## Exercise objective
Please find every line in the records below that contains the word "true", and copy it.

## Task material
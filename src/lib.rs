mod aggregate;
mod browser;
mod config;
mod dataset;
mod filters;
mod format;
mod logging;
mod prompt;
mod session;
mod stats;

use std::path::PathBuf;
use thiserror::Error;

pub use browser::RawDataBrowser;
pub use config::{Config, OutputMode};
pub use dataset::{Dataset, Schema, Trip, load};
pub use filters::{City, DayOfWeek, FilterSelection, MonthName, TimeFilter};
pub use format::{humanize_duration, to_english_list, twelve_hour};
pub use logging::init_logging;
pub use prompt::Prompter;
pub use session::run;
pub use stats::{
    BirthYearStats, DurationStats, PopularTrip, StationStats, TimeStats, UserStats,
    duration_stats, station_stats, time_stats, user_stats,
};

#[derive(Debug, Error)]
pub enum BikeshareError {
    #[error("File '{}' not found for {city}", path.display())]
    DataNotFound { city: City, path: PathBuf },
    #[error("'{input}' is not one of: {expected}")]
    InvalidInput { input: String, expected: String },
    #[error("Input closed")]
    Interrupted,
    #[error("Invalid record on line {line}: {message}")]
    InvalidRecord { line: u64, message: String },
    #[error(transparent)]
    Csv(#[from] csv::Error),
    #[error(transparent)]
    Io(#[from] std::io::Error),
    #[error(transparent)]
    Json(#[from] serde_json::Error),
}

#[cfg(test)]
mod tests {
    use super::*;

    #[test]
    fn test_data_not_found_names_file() {
        let err = BikeshareError::DataNotFound {
            city: City::Chicago,
            path: PathBuf::from("bikeshare_data/chicago.csv"),
        };
        let message = err.to_string();
        assert!(message.contains("bikeshare_data/chicago.csv"));
        assert!(message.contains("Chicago"));
    }
}
//! 流水线中的声明式 Agent：名称 + 指令 + 模型角色 + 工具列表

use std::fmt::Display;

use crate::llm::client::{AgentProfile, ModelRole, schema_instruction};
use crate::llm::tools::AgentTool;
use crate::types::{QueryPlan, VerificationVerdict};

/// 爬取阶段写入会话事件时使用的作者名
pub const WEB_CRAWL_AUTHOR: &str = "Web_Crawl_Agent";
/// 停止检查写入会话事件时使用的作者名
pub const STOP_CHECKER_AUTHOR: &str = "Stop_Checker";

#[derive(Debug, Clone, Copy, PartialEq, Eq, Hash)]
pub enum AgentType {
    QueryCreator,
    DocsSearch,
    CommunitySearch,
    CodeSurgeon,
    Verifier,
}

impl Display for AgentType {
    fn fmt(&self, f: &mut std::fmt::Formatter<'_>) -> std::fmt::Result {
        let str = match self {
            AgentType::QueryCreator => "Query_Creator_Agent",
            AgentType::DocsSearch => "Docs_Search_Agent",
            AgentType::CommunitySearch => "Community_Search_Agent",
            AgentType::CodeSurgeon => "Code_Surgeon_Agent",
            AgentType::Verifier => "Verification_Agent",
        };
        write!(f, "{}", str)
    }
}

impl AgentType {
    pub fn profile(&self) -> AgentProfile {
        match self {
            AgentType::QueryCreator => query_creator(),
            AgentType::DocsSearch => docs_search(),
            AgentType::CommunitySearch => community_search(),
            AgentType::CodeSurgeon => code_surgeon(),
            AgentType::Verifier => verifier(),
        }
    }

    /// 每个 Agent 只能调用自己声明的工具
    pub fn tools(&self) -> &'static [AgentTool] {
        match self {
            AgentType::QueryCreator => &[
                AgentTool::WebSearch,
                AgentTool::SaveContext,
                AgentTool::LoadMemory,
            ],
            // 两个检索 Agent 并发执行，不写共享状态
            AgentType::DocsSearch | AgentType::CommunitySearch => &[AgentTool::WebSearch],
            AgentType::CodeSurgeon => &[AgentTool::RetrieveContext, AgentTool::SaveContext],
            AgentType::Verifier => &[AgentTool::ValidateRequirements, AgentTool::SaveContext],
        }
    }
}

fn profile(agent: AgentType, description: &str, instruction: String, role: ModelRole) -> AgentProfile {
    AgentProfile {
        name: agent.to_string(),
        description: description.to_string(),
        instruction,
        role,
        tools: agent.tools().to_vec(),
    }
}

fn query_creator() -> AgentProfile {
    let instruction = format!(
        r#"You are the "Dependency Detective", an expert in diagnosing Python environment conflicts, legacy code rot and version mismatch errors.
Use the `web_search` tool if you do not know the packages or the error involved.
Use `load_memory` to recall previous conversations, especially when the user refers to "last time" or a previous error.

YOUR GOAL:
1. Identify the specific packages (and versions, when given) involved in the report.
2. Save them to the session state with `save_context` using key `packages` and a comma separated value.
3. Generate targeted technical search queries that help a downstream crawler find the exact fix.

ANALYSIS PROCESS:
- Decide whether this is a syntax error or a compatibility error. Look for keywords like "deprecated", "mismatch", "attribute error".
- Look at the whole stack of libraries involved.
- Target "breaking changes", "migration guides" and "compatibility matrices" for the package combinations.

{}"#,
        schema_instruction::<QueryPlan>()
    );
    profile(
        AgentType::QueryCreator,
        "Diagnoses the error report and plans search queries",
        instruction,
        ModelRole::Research,
    )
}

fn docs_search() -> AgentProfile {
    let instruction = r#"You are the "Official Docs Researcher".

YOUR GOAL:
Search for official documentation, API references, changelogs and migration guides using the `web_search` tool.
Prefer domains like *.org, *.io, *.dev, pypi.org and official GitHub repositories.

INPUT: a list of search queries.
OUTPUT: the top 4 most relevant OFFICIAL URLs, as JSON:
{"top_urls": ["url1", "url2", ...]}"#;
    profile(
        AgentType::DocsSearch,
        "Searches official documentation",
        instruction.to_string(),
        ModelRole::Research,
    )
}

fn community_search() -> AgentProfile {
    let instruction = r#"You are the "Community Researcher".

YOUR GOAL:
Search for community discussions, bug reports and Q&A threads using the `web_search` tool.
Prefer sites like stackoverflow.com, github.com issues and discussions, reddit.com.

INPUT: a list of search queries.
OUTPUT: the top 4 most relevant COMMUNITY URLs, as JSON:
{"top_urls": ["url1", "url2", ...]}"#;
    profile(
        AgentType::CommunitySearch,
        "Searches community discussions",
        instruction.to_string(),
        ModelRole::Research,
    )
}

fn code_surgeon() -> AgentProfile {
    let instruction = r#"You are the "Code Surgeon", an expert Python developer specialized in dependency resolution.

YOUR TASK:
1. Use `retrieve_context` to read `packages` and `search_queries` stored earlier in the session.
2. Analyze the dependency conflict described in the error report.
3. Use the research findings to determine versions that work together.
4. Produce a clean requirements.txt with the conflict resolved.
5. If a previous attempt was rejected, fix every listed issue.

OUTPUT FORMAT:
- A clear explanation of the issue.
- The complete updated requirements.txt inside a single fenced block:
```requirements
package==version
```
- Migration notes if breaking changes exist."#;
    profile(
        AgentType::CodeSurgeon,
        "Proposes a fixed requirements file",
        instruction.to_string(),
        ModelRole::Reasoning,
    )
}

fn verifier() -> AgentProfile {
    let instruction = format!(
        r#"You are the "Quality Assurance Specialist" for Python dependency files.

YOUR TASK:
1. Review the requirements.txt proposed by the Code Surgeon against the error report and the research findings.
2. Use the `validate_requirements` tool to check the syntax.
3. Check that the pinned versions are mutually compatible and actually fix the reported error.
4. Report every problem you find so the Code Surgeon can fix it. Set "passed" to true only when there are no problems.

{}"#,
        schema_instruction::<VerificationVerdict>()
    );
    profile(
        AgentType::Verifier,
        "Checks the proposed requirements file",
        instruction,
        ModelRole::Reasoning,
    )
}
use anyhow::Result;
use async_trait::async_trait;
use serde::Deserialize;
use serde_json::json;
use std::time::Duration;

use super::{CrawlPage, Crawler, PageLink};
use crate::config::CrawlConfig;
use crate::error::ResolverError;

const SERVICE: &str = "crawl4ai";

/// Crawl4AI REST 服务客户端
pub struct Crawl4AiCrawler {
    client: reqwest::Client,
    base_url: String,
    api_token: Option<String>,
}

#[derive(Debug, Deserialize)]
struct CrawlResponse {
    #[serde(default)]
    success: bool,
    #[serde(default)]
    results: Vec<CrawlResult>,
    #[serde(default)]
    error: Option<String>,
}

#[derive(Debug, Deserialize)]
struct CrawlResult {
    url: String,
    #[serde(default)]
    success: bool,
    #[serde(default)]
    markdown: Option<MarkdownField>,
    #[serde(default)]
    error_message: Option<String>,
    #[serde(default)]
    links: Option<LinkGroups>,
}

/// 新版本返回对象，旧版本直接返回字符串
#[derive(Debug, Deserialize)]
#[serde(untagged)]
enum MarkdownField {
    Plain(String),
    Generated {
        #[serde(default)]
        raw_markdown: String,
        #[serde(default)]
        fit_markdown: Option<String>,
    },
}

impl MarkdownField {
    fn into_text(self) -> String {
        match self {
            MarkdownField::Plain(text) => text,
            MarkdownField::Generated {
                raw_markdown,
                fit_markdown,
            } => fit_markdown
                .filter(|fit| !fit.trim().is_empty())
                .unwrap_or(raw_markdown),
        }
    }
}

#[derive(Debug, Default, Deserialize)]
struct LinkGroups {
    #[serde(default)]
    internal: Vec<RawLink>,
    #[serde(default)]
    external: Vec<RawLink>,
}

#[derive(Debug, Deserialize)]
struct RawLink {
    #[serde(default)]
    href: String,
    #[serde(default)]
    text: String,
}

impl From<CrawlResult> for CrawlPage {
    fn from(result: CrawlResult) -> Self {
        let links = result
            .links
            .map(|groups| {
                groups
                    .internal
                    .into_iter()
                    .chain(groups.external)
                    .filter(|link| !link.href.is_empty())
                    .map(|link| PageLink {
                        href: link.href,
                        text: link.text,
                    })
                    .collect()
            })
            .unwrap_or_default();

        let markdown = result
            .markdown
            .map(MarkdownField::into_text)
            .unwrap_or_default();

        CrawlPage {
            url: result.url,
            success: result.success,
            markdown,
            error: if result.success {
                None
            } else {
                Some(
                    result
                        .error_message
                        .unwrap_or_else(|| "unknown crawl error".to_string()),
                )
            },
            links,
        }
    }
}

impl Crawl4AiCrawler {
    pub fn new(config: &CrawlConfig) -> Result<Self> {
        let client = reqwest::Client::builder()
            .timeout(Duration::from_secs(config.timeout_seconds))
            .build()?;
        Ok(Self {
            client,
            base_url: config.crawl4ai_base_url.trim_end_matches('/').to_string(),
            api_token: config.crawl4ai_api_token.clone(),
        })
    }

    async fn crawl(&self, urls: &[String]) -> Result<Vec<CrawlPage>> {
        let body = json!({
            "urls": urls,
            "browser_config": {"type": "BrowserConfig", "params": {"headless": true}},
            "crawler_config": {
                "type": "CrawlerRunConfig",
                "params": {"cache_mode": "bypass", "word_count_threshold": 10}
            },
        });

        let mut request = self
            .client
            .post(format!("{}/crawl", self.base_url))
            .json(&body);
        if let Some(token) = &self.api_token {
            request = request.bearer_auth(token);
        }

        let response = request.send().await.map_err(|e| ResolverError::CrawlService {
            service: SERVICE,
            message: e.to_string(),
        })?;

        let status = response.status();
        if !status.is_success() {
            let text = response.text().await.unwrap_or_default();
            return Err(ResolverError::CrawlService {
                service: SERVICE,
                message: format!("HTTP {}: {}", status, text),
            }
            .into());
        }

        let parsed: CrawlResponse =
            response
                .json()
                .await
                .map_err(|e| ResolverError::CrawlService {
                    service: SERVICE,
                    message: format!("invalid response: {}", e),
                })?;

        if !parsed.success && parsed.results.is_empty() {
            return Err(ResolverError::CrawlService {
                service: SERVICE,
                message: parsed
                    .error
                    .unwrap_or_else(|| "crawl reported failure".to_string()),
            }
            .into());
        }

        let mut pages: Vec<CrawlPage> = parsed.results.into_iter().map(CrawlPage::from).collect();
        // 服务端漏掉的URL视为失败页面
        for url in urls {
            if !pages.iter().any(|page| &page.url == url) {
                pages.push(CrawlPage::failed(url.clone(), "missing from crawl response"));
            }
        }
        Ok(pages)
    }
}

#[async_trait]
impl Crawler for Crawl4AiCrawler {
    fn name(&self) -> &'static str {
        SERVICE
    }

    async fn fetch_page(&self, url: &str) -> Result<CrawlPage> {
        let pages = self.crawl(&[url.to_string()]).await?;
        Ok(pages
            .into_iter()
            .next()
            .unwrap_or_else(|| CrawlPage::failed(url, "empty crawl response")))
    }

    async fn batch_crawl(&self, urls: &[String]) -> Result<Vec<CrawlPage>> {
        if urls.is_empty() {
            return Ok(Vec::new());
        }
        tracing::info!("🕷️ Crawl4AI 批量爬取 {} 个URL", urls.len());
        self.crawl(urls).await
    }
}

## Solution below
4. Report every problem you find so the Code Surgeon can fix it. Set "passed" to true only when there are no problems.
            "browser_config": {"type": "BrowserConfig", "params": {"headless": true}},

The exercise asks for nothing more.